Q14 + labs(title = "Most Used Data Visualization Libraries", x = "Visualization Libraries/Tools") + theme(plot.title = element_text(hjust = 0.5))

Machine Learning

Question 15: For how many years have you used machine learning methods?
Question 16: Which of the following machine learning frameworks do you use on a regular basis?
Question 17: Which of the following machine learning algorithms do you use on a regular basis?

Q15 + labs(title = "Years of Machine Learning Methods", x = "# Years") + theme(plot.title = element_text(hjust = 0.5))

Q16 + labs(title = "Machine Learning Frameworks", x = "Frameworks") + theme(plot.title = element_text(hjust = 0.5))

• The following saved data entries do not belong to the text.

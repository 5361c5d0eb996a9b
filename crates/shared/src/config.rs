//! Application configuration management.

use serde::{Deserialize, Serialize};

use crate::error::AppResult;

/// Application configuration.
#[derive(Debug, Clone, Default, Deserialize)]
pub struct AppConfig {
    /// Transfer workflow configuration.
    #[serde(default)]
    pub transfer: TransferConfig,
    /// Logging configuration.
    #[serde(default)]
    pub log: LogConfig,
}

/// How a batch operation treats a failure part-way through its items.
///
/// `Atomic` is the default. `Literal` applies items one by one without
/// rollback and has to be selected explicitly with `mode = "literal"`.
#[derive(Debug, Clone, Copy, Default, PartialEq, Eq, Serialize, Deserialize)]
#[serde(rename_all = "snake_case")]
pub enum BatchMode {
    /// Items processed before the failing one stay applied.
    Literal,
    /// Every item and line touched by the batch is restored on failure.
    #[default]
    Atomic,
}

/// Post-condition run over the sheets touched by a batch.
#[derive(Debug, Clone, Copy, Default, PartialEq, Eq, Serialize, Deserialize)]
#[serde(rename_all = "snake_case")]
pub enum BalanceCheckKind {
    /// Collects the touched sheets and asserts nothing.
    #[default]
    Noop,
    /// Fails when any line of a touched sheet is negative.
    NonNegative,
}

/// Transfer workflow configuration.
#[derive(Debug, Clone, Deserialize)]
pub struct TransferConfig {
    /// Partial-failure semantics of batch transfer and reverse.
    #[serde(default)]
    pub mode: BatchMode,
    /// Post-condition check after batch transfer and reverse.
    #[serde(default)]
    pub balance_check: BalanceCheckKind,
    /// Reject `cancel` unless the batch is still a draft.
    #[serde(default)]
    pub restrict_cancel_to_draft: bool,
    /// How many times a conflicting batch operation is retried.
    #[serde(default = "default_max_conflict_retries")]
    pub max_conflict_retries: u32,
}

fn default_max_conflict_retries() -> u32 {
    3
}

impl Default for TransferConfig {
    fn default() -> Self {
        Self {
            mode: BatchMode::default(),
            balance_check: BalanceCheckKind::default(),
            restrict_cancel_to_draft: false,
            max_conflict_retries: default_max_conflict_retries(),
        }
    }
}

/// Logging configuration.
#[derive(Debug, Clone, Deserialize)]
pub struct LogConfig {
    /// `tracing_subscriber::EnvFilter` directive used when `RUST_LOG` is unset.
    #[serde(default = "default_log_filter")]
    pub filter: String,
    /// Emit JSON lines instead of human-readable output.
    #[serde(default)]
    pub json: bool,
}

fn default_log_filter() -> String {
    "budgetctl=info".to_string()
}

impl Default for LogConfig {
    fn default() -> Self {
        Self {
            filter: default_log_filter(),
            json: false,
        }
    }
}

impl AppConfig {
    /// Loads configuration from environment and config files.
    ///
    /// Sources, lowest priority first: `config/default`, `config/{RUN_MODE}`,
    /// then `BUDGETCTL__*` environment variables (`__` separates sections).
    ///
    /// # Errors
    ///
    /// Returns `AppError::Config` if a source cannot be read or a value does
    /// not parse.
    pub fn load() -> AppResult<Self> {
        dotenvy::dotenv().ok();

        let run_mode = std::env::var("RUN_MODE").unwrap_or_else(|_| "development".to_string());

        let config = config::Config::builder()
            .add_source(config::File::with_name("config/default").required(false))
            .add_source(config::File::with_name(&format!("config/{run_mode}")).required(false))
            .add_source(config::Environment::with_prefix("BUDGETCTL").separator("__"))
            .build()?;

        Ok(config.try_deserialize()?)
    }
}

Q17 + labs(title = "Machine Learning Algorithms", x = "Algorithms") + theme(plot.title = element_text(hjust = 0.5))

Other Questions

Question 9: Which integrated development environments (IDE’s) do you use on a regular basis?

Q9 + labs(title = "Most Used IDE's", x = "Integrated Development Environments") + theme(plot.title = element_text(hjust = 0.5))

Question 10: Which of the following hosted notebook products fo you use on a regular basis?

Q10 + labs(title = "Most Used Hosted Notebooks", x = "Hosted Notebook Products") + theme(plot.title = element_text(hjust = 0.5))

Question 11: What type of computing platform do you use most often for your data science projects?
Question 12: Which typed of specialized hardware do you use on a regular basis?
Question 13: Approximately how many times have you used a TPU (Tensor Processing Unit)?

Q11 + labs(title = "Type of Computing Platform Used", x = "Computing Platform") + theme(plot.title = element_text(hjust = 0.5)) + coord_flip()

Q12 + labs(title = "Specialized Hardware Use", x = "Hardware Type") + theme(plot.title = element_text(hjust = 0.5))

Q13 + labs(title = "Use of TPUs", x = "# of Times") + theme(plot.title = element_text(hjust = 0.5))

Question 19: Which of the following natural processing (NLP) methods do you use on a regular basis?

Q19 + labs(title = "Natural Processing Methods", x = "NLP") + theme(plot.title = element_text(hjust = 0.5))

Summary

In this project, I used R’s tidyverse package to explore the first 20 questions of Kaggle’s 2020 Survey. I created simple bar charts to compare the different responses. From this simple descriptive analysis, it can be determined that alot of Kaggle’s users are young, male students, many of whom are from India. Many program with Python and use the matplot library, but have little machine learning experience. Many are planning to or already have a Bachelor or Masters degree.